Jonathan Edwards
Senior Member (Voting Rights)
I’ve definitely seen decent evidence of clonal expansion specifically in psoriatic lesions (not so much the blood), almost entirely Th17 if I’m remembering correctly. I will have to go back to find the specific papers to make sure I’m not misremembering. Don’t know off the top of my head about the other conditions
Yes, there has been a recent story about T cell specificity in skin in psoriasis which may turn out valid, although every other story of this sort over the years has fizzled out as far as I know. The real problem with local sampling I guess is that you don't have any 'normal control' T cell spectra. It may be that if you get loads of T cells in skin then you always get some odd clone that recognises an obscure calcium binding protein or something turning up in droves. There really ought to be some crucial clonal specificity involved but it does seem quite hard to prove - people have been looking in these diseases since the 1990s at least.
TCR analysis methods from the past 10 years are largely unbiased sequencing.
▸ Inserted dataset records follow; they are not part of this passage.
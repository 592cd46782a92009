//! Per-article enrichment: summary, reading time, sentiment and topics.
//!
//! Each field is derived independently. A field that cannot be derived falls
//! back to a default and is recorded in [`Article::degraded`], so one bad
//! field never costs the rest of the article, and one bad article never
//! costs the rest of the batch.

pub mod sentiment;
pub mod summary;
pub mod topics;

use na_core::{Article, DegradedField, Result, Sentiment, TopicSet};
use std::fmt;
use tracing::{debug, warn};

use crate::{text, Config};
use sentiment::SentimentModel;

pub const FALLBACK_SUMMARY: &str = "No summary available.";

pub struct ArticleAnalyzer {
    config: Config,
    sentiment: SentimentModel,
}

impl fmt::Debug for ArticleAnalyzer {
    fn fmt(&self, f: &mut fmt::Formatter<'_>) -> fmt::Result {
        f.debug_struct("ArticleAnalyzer")
            .field("config", &self.config)
            .field("sentiment", &"<vader>")
            .finish()
    }
}

impl Default for ArticleAnalyzer {
    fn default() -> Self {
        Self::new(Config::default())
    }
}

impl ArticleAnalyzer {
    pub fn new(config: Config) -> Self {
        Self {
            config,
            sentiment: SentimentModel::new(),
        }
    }

    pub fn config(&self) -> &Config {
        &self.config
    }

    /// Fill in the derived fields of `article` in place.
    pub fn analyze(&self, article: &mut Article) {
        article.degraded.clear();

        let max_chars = self.config.summary_max_chars;
        let derived_summary = summary::summarize(&article.content, self.config.summary_sentences, max_chars);
        article.summary = self.field(article, DegradedField::Summary, derived_summary, || {
            text::truncate_words(FALLBACK_SUMMARY, max_chars)
        });

        let derived_time = summary::reading_time(&article.content, self.config.words_per_minute);
        article.reading_time = self.field(article, DegradedField::ReadingTime, derived_time, || {
            summary::format_minutes(0)
        });

        let derived_sentiment = self.sentiment.score(&article.title, &article.content);
        article.sentiment = self.field(article, DegradedField::Sentiment, derived_sentiment, Sentiment::neutral);

        let derived_topics = topics::extract_topics(&article.title, &article.content, self.config.max_topics);
        article.topics = self.field(article, DegradedField::Topics, derived_topics, TopicSet::new);

        debug!(
            "🧪 {} → {} ({:.2}), {} topics",
            article.title,
            article.sentiment.label(),
            article.sentiment.score(),
            article.topics.len()
        );
    }

    /// Analyze every article in order, reporting `(index, total)` after each.
    pub fn analyze_all<F>(&self, articles: &mut [Article], mut on_analyzed: F)
    where
        F: FnMut(usize, usize),
    {
        let total = articles.len();
        for (index, article) in articles.iter_mut().enumerate() {
            self.analyze(article);
            on_analyzed(index, total);
        }
    }

    fn field<T>(
        &self,
        article: &mut Article,
        field: DegradedField,
        derived: Result<T>,
        fallback: impl FnOnce() -> T,
    ) -> T {
        match derived {
            Ok(value) => value,
            Err(e) => {
                warn!("⚠️ {:?} of '{}' fell back to default: {}", field, article.title, e);
                article.degraded.push(field);
                fallback()
            }
        }
    }
}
So long as you sequence enough cells you can detect and quantify even “rare” memory clones (though you generally won’t know what they target unless you can match the CDR3 sequence to one that is well-validated to bind a specific peptide). Good for finding needles
O but has anyone found much in the way of relevant needles?
I’m not sure subfornical organ would make sense since even that mouse paper from last year showed good T cell exchange between it and the blood.
But that wouldn't guarantee numbers in blood which will be dependent on trafficking in and out in various places. It reminds me of the fact that streoid increase neutrophils in blood, which at first seems backwards because steroids reduce inflammation. But they do so by reducing the efflux from blood to elsewhere.
I would buy the arguments if there were a string of diseases where T cell population roles had now been worked out. I may be behnd the times but I haven't heard of anything much in the diseases I used to work on. Even in MS people are still basing their belief in T cell roles on disanalogous mouse models.